Three to five exchanges of 50 mL/kg of plasma I.V. over 1 to 2 weeks via central venous catheter is suggested for GBS patients. It's also important to note that plasma exchange requires skilled personnel and specialized equipment that may not be available in all hospitals. In theory, plasma exchange may increase the risk of infection and hemorrhage as a result of the removal of immunoglobulins and clotting factors. Complications and adverse reactions from plasma exchange include hypotension, septicemia, pneumonia, cardiac arrhythmias, malaise, hypoprothrombinemia with bleeding/abnormal clotting, and hypocalcemia.3–6
Mr. Dewey also received intravenous immunoglobulin (IVIG) treatment, which uses fractionated, purified human plasma collected from a large pool of multiple donors. IVIG may work via several mechanisms, including the blockage of macrophage receptors, the inhibition of antibody production, the inhibition of complement binding, and the neutralization of pathologic antibodies. Manufacturer recommended dosing is 2 g/kg I.V., generally divided over 5 days. Some centers administer IVIG over 2 days. Adverse reactions to IVIG are usually minor and may include headache, fever, chills, malaise, and myalgia. Less common adverse reactions include migraines, aseptic meningitis, pulmonary edema, skin reactions (urticaria, pruritus, and petechia), and renal complications. Serum viscosity increases with IVIG therapy, which can result in thrombotic events such as stroke, pulmonary embolism, and myocardial infarction at 1 g/kg/day, especially in younger patients with normal renal and cardiovascular functions.3–6
Overall, about 70% of patients respond to either plasmapheresis or immunoglobulin. Although there's no evidence of additional benefit from treatment with both procedures, the AAN provides guideline recommendations.
According to the AAN:
* Plasma exchange is recommended for nonambulatory adult patients with GBS who start treatment within 4 weeks of the onset of neuropathic symptoms.
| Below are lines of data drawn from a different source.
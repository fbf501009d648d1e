//! Shared utilities for the FaceGate platform.

pub mod logging;
pub mod stats;
pub mod time;

pub use logging::{init_logging, LogFormat};
pub use stats::StatsCounter;
pub use time::format_duration;
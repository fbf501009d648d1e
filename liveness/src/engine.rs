//! HTTP client for the remote face engine.
//!
//! The engine is a separate inference service with a raw-bytes API: images
//! travel in the request body, parameters in the query string. This client
//! implements both analysis capabilities against it. Call budgets are
//! enforced by the verifier; the transport timeout here only guards
//! against a wedged connection outliving the whole verification.

use async_trait::async_trait;
use facegate_types::{CapturedFrame, IdentityRef, LivenessAction, TenantContext};
use serde::Deserialize;
use std::time::Duration;

use crate::capability::{ActionAnalyzer, CapabilityError, FaceMatcher, MatchCandidate};

const TRANSPORT_TIMEOUT: Duration = Duration::from_secs(30);

/// Client for the face engine's `/action` and `/identify` endpoints.
pub struct RemoteFaceEngine {
    base_url: String,
    client: reqwest::Client,
}

impl RemoteFaceEngine {
    pub fn new(base_url: impl Into<String>) -> Self {
        let mut base_url = base_url.into();
        while base_url.ends_with('/') {
            base_url.pop();
        }
        Self {
            base_url,
            client: reqwest::Client::new(),
        }
    }

    fn endpoint(&self, path: &str) -> String {
        format!("{}{}", self.base_url, path)
    }

    async fn post_bytes<T: for<'de> Deserialize<'de>>(
        &self,
        url: &str,
        body: Vec<u8>,
    ) -> Result<T, CapabilityError> {
        let resp = self
            .client
            .post(url)
            .header(reqwest::header::CONTENT_TYPE, "application/octet-stream")
            .body(body)
            .timeout(TRANSPORT_TIMEOUT)
            .send()
            .await
            .map_err(|e| CapabilityError(format!("face engine unreachable: {e}")))?;

        if !resp.status().is_success() {
            return Err(CapabilityError(format!(
                "face engine returned HTTP {}",
                resp.status()
            )));
        }
        resp.json()
            .await
            .map_err(|e| CapabilityError(format!("malformed face engine reply: {e}")))
    }
}

#[derive(Deserialize)]
struct ActionReply {
    confidence: f64,
}

#[derive(Deserialize)]
struct IdentifyReply {
    user_id: Option<i64>,
    score: f64,
}

#[async_trait]
impl ActionAnalyzer for RemoteFaceEngine {
    async fn detect_action(
        &self,
        frame_a: &CapturedFrame,
        frame_b: &CapturedFrame,
        action: LivenessAction,
    ) -> Result<f64, CapabilityError> {
        // Both frames in one body; `split` marks where frame A ends.
        let url = format!(
            "{}?kind={}&split={}",
            self.endpoint("/action"),
            action.as_str(),
            frame_a.jpeg.len()
        );
        let mut body = Vec::with_capacity(frame_a.jpeg.len() + frame_b.jpeg.len());
        body.extend_from_slice(&frame_a.jpeg);
        body.extend_from_slice(&frame_b.jpeg);

        let reply: ActionReply = self.post_bytes(&url, body).await?;
        Ok(reply.confidence.clamp(0.0, 1.0))
    }
}

#[async_trait]
impl FaceMatcher for RemoteFaceEngine {
    async fn match_identity(
        &self,
        frame: &CapturedFrame,
        tenant: &TenantContext,
        uid_hint: Option<IdentityRef>,
    ) -> Result<Option<MatchCandidate>, CapabilityError> {
        let mut url = format!(
            "{}?org_id={}&branch_id={}",
            self.endpoint("/identify"),
            tenant.org_id,
            tenant.branch_id
        );
        if let Some(hint) = uid_hint {
            url.push_str(&format!("&uid_hint={}", hint.0));
        }

        let reply: IdentifyReply = self.post_bytes(&url, frame.jpeg.clone()).await?;
        Ok(reply.user_id.map(|uid| MatchCandidate {
            identity: IdentityRef(uid),
            confidence: reply.score.clamp(0.0, 1.0),
        }))
    }
}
* Plasma exchange is also recommended for ambulatory patients who start treatment within 2 weeks of the onset of neuropathic symptoms.
* IVIG is recommended for nonambulatory adult patients with GBS who start treatment within 2 or possibly 4 weeks of the onset of neuropathic symptoms.
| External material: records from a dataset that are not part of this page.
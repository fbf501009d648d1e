//! Recording audit sink for asserting on attempt history.

use facegate_liveness::{AuditEvent, AuditSink};
use std::sync::Mutex;

/// An audit sink that keeps every event in memory.
#[derive(Default)]
pub struct RecordingAudit {
    events: Mutex<Vec<AuditEvent>>,
}

impl RecordingAudit {
    pub fn new() -> Self {
        Self::default()
    }

    /// Snapshot of every recorded event, in order.
    pub fn events(&self) -> Vec<AuditEvent> {
        self.events.lock().unwrap().clone()
    }

    /// Outcome codes only, for terse assertions.
    pub fn outcomes(&self) -> Vec<&'static str> {
        self.events.lock().unwrap().iter().map(|e| e.outcome).collect()
    }
}

impl AuditSink for RecordingAudit {
    fn record(&self, event: AuditEvent) {
        self.events.lock().unwrap().push(event);
    }
}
Nursing staff need to closely monitor the patient's breathing pattern to quickly identify the need for mechanical ventilation. Approximately one-third of patients require admission to an ICU, primarily because of respiratory failure. You'll need to feed the patient through a nasogastric tube due to loss of swallowing reflexes.
Routine performance of passive range of motion exercises will help keep the patient's muscles flexible. Involve physical therapists (PTs) and occupational therapists (OTs) as soon as the patient regains muscle control.7
It's also important to address your patient's psychological needs. Remember, he or she was most likely an active individual who suddenly lost control. Because of this shift, the patient might suffer depression.
Patients with GBS may remain in the hospital for several months, and recovery may take a year or more. It takes an interdisciplinary team to care for patients like Mr. Dewey. Physicians manage his care and ensure he remains medically stable. PTs offer progressive therapy goals to prevent muscle dystrophy. OTs focus on Mr. Dewey's upper mobility and activities of daily living.
Patients may express frustration when personal goals aren't met. Sometimes this frustration can be expressed with increased demand for staff attention. Family involvement is vital, as some patients are unable to resume their normal daily activities or occupation. Most patients with GBS recover completely, but some have residual weakness, numbness, and occasional pain.
Although Mr. Dewey hasn't returned to premorbid condition, he's able to move around using a motorized wheelchair and can feed himself. His family is supportive and ready to assist with home therapy.